While Behn shows us the suppression of the female experience, Labé is tired of the delicate performance
Louise Labé, writing in Lyon earlier in the 16th century, is still bolder than Behn’s work in overturning contemporary conventions. In her Sonnet 18, she demands:
“Kiss me again, kiss me, kiss me more … Give me one of your most smouldering ones / I’ll repay it with four, hotter than any embers.”
Unlike Cloris, she demands sexual freedom without a hint of fear, asserting that “living in reserve makes me impatient”. While Behn shows us the suppression of the female experience, Labé is tired of the delicate performance. Labé’s poetry is most wonderful for the fact that she chooses the Petrarchan sonnet to express it, a form that for so long has been used to express male desire, in the process confining the female voice to the negative space between the lines. Labé rewrites the tradition, inverting the canon of male dominance both in sex and in writing.
Clearly, the poetry of Behn and Labé has a lot to offer us now, for in it we can find empowerment to overturn the traces of inequality that still scar our society today. Their work was so significant to uncovering the female experience that Virigina Woolf once argued that “all women together ought to let flowers fall upon the tomb of Aphra Behn, for it was she who earned them the right to speak their minds.”

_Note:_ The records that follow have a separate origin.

use std::sync::Arc;
use std::sync::atomic::{AtomicUsize, Ordering};

use parking_lot::Mutex;
use resonar_core::TaskPool;
use resonar_core::alloc::HashMap;
use resonar_core::profiling::profile_function;
use resonar_test_utils::{EngineHandle, SoundEngine, SoundEngineError, SoundEngineResult};

use super::{LeafResource, ResourceHandle, ResourceManager};
use crate::promise::{self, Completion, Promise};

type LoadPromise<R> = Promise<Option<ResourceHandle<R>>>;

enum EntryState<R: LeafResource> {
    /// Registration in flight. Everyone in `waiters` gets the result.
    Loading { waiters: Vec<LoadPromise<R>> },
    Loaded(EngineHandle),
    /// Unregistration in flight. Loads arriving now restart registration
    /// once it completes.
    Unloading { requeued: Vec<LoadPromise<R>> },
}

struct PoolEntry<R: LeafResource> {
    cooked: R,
    /// Outstanding handles plus pending waiters. Not counted while unloading.
    holders: usize,
    state: EntryState<R>,
}

struct PoolInner<R: LeafResource> {
    engine: Arc<dyn SoundEngine>,
    tasks: Arc<TaskPool>,
    entries: Mutex<HashMap<R::Key, PoolEntry<R>>>,
    registrations: AtomicUsize,
}

/// Snapshot of a pool for diagnostics.
#[derive(Debug, Clone, Copy, PartialEq, Eq, Default)]
pub struct PoolStats {
    /// Identities currently tracked in any state.
    pub live: usize,
    /// Registration calls issued since creation.
    pub registrations: usize,
}

/// Generic [`ResourceManager`] backed by a [`SoundEngine`].
///
/// Engine calls run on the [`TaskPool`]. State for one identity is
/// linearized: a load that arrives while the identity is unloading waits for
/// the unregistration, then registers again.
pub struct ResourcePool<R: LeafResource> {
    inner: Arc<PoolInner<R>>,
}

impl<R: LeafResource> Clone for ResourcePool<R> {
    fn clone(&self) -> Self {
        Self {
            inner: self.inner.clone(),
        }
    }
}

enum LoadAction<R: LeafResource> {
    Register(R),
    Ready(LoadPromise<R>, ResourceHandle<R>),
    Queued,
}

enum UnloadAction<R: LeafResource> {
    Released,
    Unregister(R, EngineHandle),
    Invalid,
}

impl<R: LeafResource> ResourcePool<R> {
    pub fn new(engine: Arc<dyn SoundEngine>, tasks: Arc<TaskPool>) -> Self {
        Self {
            inner: Arc::new(PoolInner {
                engine,
                tasks,
                entries: Mutex::new(HashMap::new()),
                registrations: AtomicUsize::new(0),
            }),
        }
    }

    pub fn stats(&self) -> PoolStats {
        PoolStats {
            live: self.inner.entries.lock().len(),
            registrations: self.inner.registrations.load(Ordering::Relaxed),
        }
    }

    /// Unload whatever `pending` resolves to, once it resolves.
    ///
    /// There is no cancellation: a load is always allowed to finish and is
    /// reversed right after.
    pub fn unload_pending(&self, pending: Completion<Option<ResourceHandle<R>>>) -> Completion<()> {
        let (promise, completion) = promise::channel();
        let pool = self.clone();
        pending.then(move |handle| match handle {
            Some(handle) => pool.unload(handle).then(move |()| promise.fulfill(())),
            None => promise.fulfill(()),
        });
        completion
    }
}

impl<R: LeafResource> ResourceManager<R> for ResourcePool<R> {
    fn load(&self, cooked: &R) -> Completion<Option<ResourceHandle<R>>> {
        profile_function!();
        let (promise, completion) = promise::channel();
        let key = cooked.key();

        let action = {
            let mut entries = self.inner.entries.lock();
            match entries.get_mut(&key) {
                None => {
                    entries.insert(
                        key,
                        PoolEntry {
                            cooked: cooked.clone(),
                            holders: 1,
                            state: EntryState::Loading {
                                waiters: vec![promise],
                            },
                        },
                    );
                    LoadAction::Register(cooked.clone())
                }
                Some(entry) => match &mut entry.state {
                    EntryState::Loading { waiters } => {
                        entry.holders += 1;
                        waiters.push(promise);
                        LoadAction::Queued
                    }
                    EntryState::Loaded(handle) => {
                        entry.holders += 1;
                        let handle = ResourceHandle::new(entry.cooked.clone(), *handle);
                        LoadAction::Ready(promise, handle)
                    }
                    EntryState::Unloading { requeued } => {
                        requeued.push(promise);
                        LoadAction::Queued
                    }
                },
            }
        };

        match action {
            LoadAction::Register(cooked) => {
                tracing::trace!("{} {:?}: registering", R::KIND, key);
                self.inner.start_register(key, cooked);
            }
            LoadAction::Ready(promise, handle) => promise.fulfill(Some(handle)),
            LoadAction::Queued => {
                tracing::trace!("{} {:?}: joined in-flight operation", R::KIND, key);
            }
        }
        completion
    }

    fn unload(&self, handle: ResourceHandle<R>) -> Completion<()> {
        profile_function!();
        let (promise, completion) = promise::channel();
        let key = handle.key();

        let action = {
            let mut entries = self.inner.entries.lock();
            match entries.get_mut(&key) {
                Some(entry) => match entry.state {
                    EntryState::Loaded(engine_handle) => {
                        entry.holders -= 1;
                        if entry.holders > 0 {
                            UnloadAction::Released
                        } else {
                            entry.state = EntryState::Unloading {
                                requeued: Vec::new(),
                            };
                            UnloadAction::Unregister(entry.cooked.clone(), engine_handle)
                        }
                    }
                    _ => UnloadAction::Invalid,
                },
                None => UnloadAction::Invalid,
            }
        };

        match action {
            UnloadAction::Released => promise.fulfill(()),
            UnloadAction::Unregister(cooked, engine_handle) => {
                tracing::trace!("{} {:?}: unregistering", R::KIND, key);
                self.inner
                    .start_unregister(key, cooked, engine_handle, promise);
            }
            UnloadAction::Invalid => {
                tracing::error!("{} {:?}: unloaded while not loaded", R::KIND, key);
                debug_assert!(false, "{} {:?}: unloaded while not loaded", R::KIND, key);
                promise.fulfill(());
            }
        }
        completion
    }

    fn is_empty(&self) -> bool {
        self.inner.entries.lock().is_empty()
    }
}

/// Registration job. If the pool drops it unpolled (shutdown), the waiters
/// are failed instead of left pending.
struct RegisterJob<R: LeafResource> {
    pool: Arc<PoolInner<R>>,
    key: R::Key,
    cooked: R,
    done: bool,
}

impl<R: LeafResource> RegisterJob<R> {
    fn run(mut self) {
        let result = self.cooked.register(&*self.pool.engine);
        self.pool.registrations.fetch_add(1, Ordering::Relaxed);
        self.done = true;
        self.pool.finish_register(self.key, result);
    }
}

impl<R: LeafResource> Drop for RegisterJob<R> {
    fn drop(&mut self) {
        if !self.done {
            self.pool
                .finish_register(self.key, Err(SoundEngineError::Unavailable));
        }
    }
}

/// Unregistration job. Dropped unpolled, it unregisters inline so the
/// engine never keeps a resource nobody tracks.
struct UnregisterJob<R: LeafResource> {
    pool: Arc<PoolInner<R>>,
    key: R::Key,
    cooked: R,
    engine_handle: EngineHandle,
    promise: Option<Promise<()>>,
}

impl<R: LeafResource> UnregisterJob<R> {
    fn run(mut self) {
        self.finish();
    }

    fn finish(&mut self) {
        if let Some(promise) = self.promise.take() {
            self.cooked.unregister(&*self.pool.engine, self.engine_handle);
            self.pool.finish_unregister(self.key);
            promise.fulfill(());
        }
    }
}

impl<R: LeafResource> Drop for UnregisterJob<R> {
    fn drop(&mut self) {
        self.finish();
    }
}

impl<R: LeafResource> PoolInner<R> {
    fn start_register(self: &Arc<Self>, key: R::Key, cooked: R) {
        let job = RegisterJob {
            pool: self.clone(),
            key,
            cooked,
            done: false,
        };
        self.tasks.spawn_detached(async move { job.run() });
    }

    fn start_unregister(
        self: &Arc<Self>,
        key: R::Key,
        cooked: R,
        engine_handle: EngineHandle,
        promise: Promise<()>,
    ) {
        let job = UnregisterJob {
            pool: self.clone(),
            key,
            cooked,
            engine_handle,
            promise: Some(promise),
        };
        self.tasks.spawn_detached(async move { job.run() });
    }

    fn finish_register(&self, key: R::Key, result: SoundEngineResult<EngineHandle>) {
        let (waiters, cooked, engine_handle) = {
            let mut entries = self.entries.lock();
            let Some(entry) = entries.get_mut(&key) else {
                tracing::error!("{} {:?}: registration finished for unknown entry", R::KIND, key);
                return;
            };
            let waiters = match &mut entry.state {
                EntryState::Loading { waiters } => std::mem::take(waiters),
                _ => {
                    tracing::error!("{} {:?}: registration finished while not loading", R::KIND, key);
                    return;
                }
            };
            match result {
                Ok(engine_handle) => {
                    entry.state = EntryState::Loaded(engine_handle);
                    (waiters, entry.cooked.clone(), Some(engine_handle))
                }
                Err(e) => {
                    tracing::warn!("{} {:?}: registration failed: {}", R::KIND, key, e);
                    let entry = entries.remove(&key);
                    let cooked = match entry {
                        Some(entry) => entry.cooked,
                        None => return,
                    };
                    (waiters, cooked, None)
                }
            }
        };

        for waiter in waiters {
            let handle = engine_handle.map(|h| ResourceHandle::new(cooked.clone(), h));
            waiter.fulfill(handle);
        }
    }

    fn finish_unregister(self: &Arc<Self>, key: R::Key) {
        let restart = {
            let mut entries = self.entries.lock();
            let Some(entry) = entries.get_mut(&key) else {
                tracing::error!("{} {:?}: unregistration finished for unknown entry", R::KIND, key);
                return;
            };
            let requeued = match &mut entry.state {
                EntryState::Unloading { requeued } => std::mem::take(requeued),
                _ => {
                    tracing::error!("{} {:?}: unregistration finished while not unloading", R::KIND, key);
                    return;
                }
            };
            if requeued.is_empty() {
                entries.remove(&key);
                None
            } else {
                entry.holders = requeued.len();
                entry.state = EntryState::Loading { waiters: requeued };
                Some(entry.cooked.clone())
            }
        };

        if let Some(cooked) = restart {
            tracing::trace!("{} {:?}: reloading after unregistration", R::KIND, key);
            self.start_register(key, cooked);
        }
    }
}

Though Woolf is quite right to give Behn credit for being the first female writer to earn a living from her words, I have to acknowledge that there is something unsettling in her suggestion that “all women” owe Behn such a debt. Behn’s presentation of women of colour in her other works, particularly her short novel Oroonoko, is often problematic. As a white woman it is easy for me to note first Behn’s liberation of female sexuality, but her words also carry with them the darker weights of their time. If we do pull this poetry into the discourse of the contemporary feminist movement, it is essential to note its limitations in being, without a doubt, exclusionary. Behn might have been a championing figure for the likes of Virginia Woolf, but today we must understand the complexities and difficulties that will undeniably accompany any art we bring forward from the past.
If we recognise these elements of Behn’s writing for what they are, and understand how these are issues that also resonate so strongly today, we can use their nuance as part of a modern, intersectional movement by taking account of its simultaneous acts of liberation and suppression.

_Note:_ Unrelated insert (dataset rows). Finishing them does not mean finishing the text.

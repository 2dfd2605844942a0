//! Leaf resources: the physical units registered with the sound engine.

/// How a sound bank was produced.
#[derive(Debug, Clone, Copy, PartialEq, Eq, Hash, Default)]
pub enum SoundBankType {
    #[default]
    User,
    Event,
    Bus,
}

#[derive(Debug, Clone, PartialEq, Eq, Hash, Default)]
pub struct SoundBankCookedData {
    pub sound_bank_id: u32,
    /// Language this bank was cooked for, `0` for SFX.
    pub language_id: u32,
    pub memory_alignment: u32,
    pub device_memory: bool,
    pub contains_media: bool,
    pub sound_bank_type: SoundBankType,
    pub debug_name: String,
}

impl SoundBankCookedData {
    pub fn new(sound_bank_id: u32, debug_name: impl Into<String>) -> Self {
        Self {
            sound_bank_id,
            debug_name: debug_name.into(),
            ..Default::default()
        }
    }

    pub fn debug_string(&self) -> String {
        format!("SoundBank {} ({})", self.debug_name, self.sound_bank_id)
    }
}

/// Where a media file lives in the packaged output.
#[derive(Debug, Clone, PartialEq, Eq, Hash, Default)]
pub struct PackagedFile {
    pub path: String,
    pub offset: u64,
    pub size: u64,
    /// Bytes kept resident for streamed media.
    pub prefetch_size: u32,
    pub streaming: bool,
}

#[derive(Debug, Clone, PartialEq, Eq, Hash, Default)]
pub struct MediaCookedData {
    pub media_id: u32,
    pub packaged_file: PackagedFile,
    pub debug_name: String,
}

impl MediaCookedData {
    pub fn new(media_id: u32, debug_name: impl Into<String>) -> Self {
        Self {
            media_id,
            debug_name: debug_name.into(),
            ..Default::default()
        }
    }

    pub fn debug_string(&self) -> String {
        format!("Media {} ({})", self.debug_name, self.media_id)
    }
}

/// A source supplied by the game at runtime, identified by its cookie.
#[derive(Debug, Clone, PartialEq, Eq, Hash, Default)]
pub struct ExternalSourceCookedData {
    pub cookie: u32,
    pub debug_name: String,
}

impl ExternalSourceCookedData {
    pub fn new(cookie: u32, debug_name: impl Into<String>) -> Self {
        Self {
            cookie,
            debug_name: debug_name.into(),
        }
    }

    pub fn debug_string(&self) -> String {
        format!("ExternalSource {} ({})", self.debug_name, self.cookie)
    }
}
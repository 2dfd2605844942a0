//! Sound engine abstraction and test doubles for Resonar.
//!
//! The loader never talks to a concrete audio engine. It registers and
//! unregisters leaf resources through [`SoundEngine`] and resolves dialogue
//! paths through [`DynamicDialogue`], both object-safe so production code
//! and tests can hand in `Arc<dyn ...>`.
//!
//! # Overview
//!
//! - [`SoundEngine`] - register/unregister sound banks, media and external sources
//! - [`DynamicDialogue`] - resolve a dialogue event's argument path to an audio node id
//! - [`EngineHandle`] / [`SoundEngineError`] - opaque results of those calls
//! - `MockSoundEngine` - recording implementation of both traits (requires `mock` feature)
//!
//! # Example
//!
//! ```rust
//! # #[cfg(feature = "mock")]
//! # {
//! use resonar_cooked::MediaCookedData;
//! use resonar_test_utils::{LeafKind, MockSoundEngine, SoundEngine};
//!
//! let engine = MockSoundEngine::new();
//! let media = MediaCookedData::new(12, "Footstep_01");
//! let handle = engine.register_media(&media).unwrap();
//! assert_eq!(engine.register_count(LeafKind::Media, 12), 1);
//!
//! engine.unregister_media(&media, handle);
//! assert!(engine.is_idle());
//! # }
//! ```

pub mod engine_types;
#[cfg(feature = "mock")]
pub mod mock_engine;
pub mod sound_engine;

pub use engine_types::*;
#[cfg(feature = "mock")]
pub use mock_engine::*;
pub use sound_engine::*;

The poetry of both Behn and Labé is testament to the fact that we must continue to fill the negative space between the lines with the words of the silenced. Just as Labé filled the Petrarchan structure with the voices of women so long confined to the margins of the form, we now must find space to talk about female sexuality creatively, academically, scientifically, anecdotally, and elevate the voices of all women to combat the problem. We cannot continue to play the delicate game of Cloris, lacking the language to express the female sexual experience. Though parts of Behn and Labé’s poetry should absolutely be left to the confines of the past, what both of these incredible women writers show us is that female sexuality always has, and will continually, strive to be heard, and that it is in fact quite possible to find the words to express it.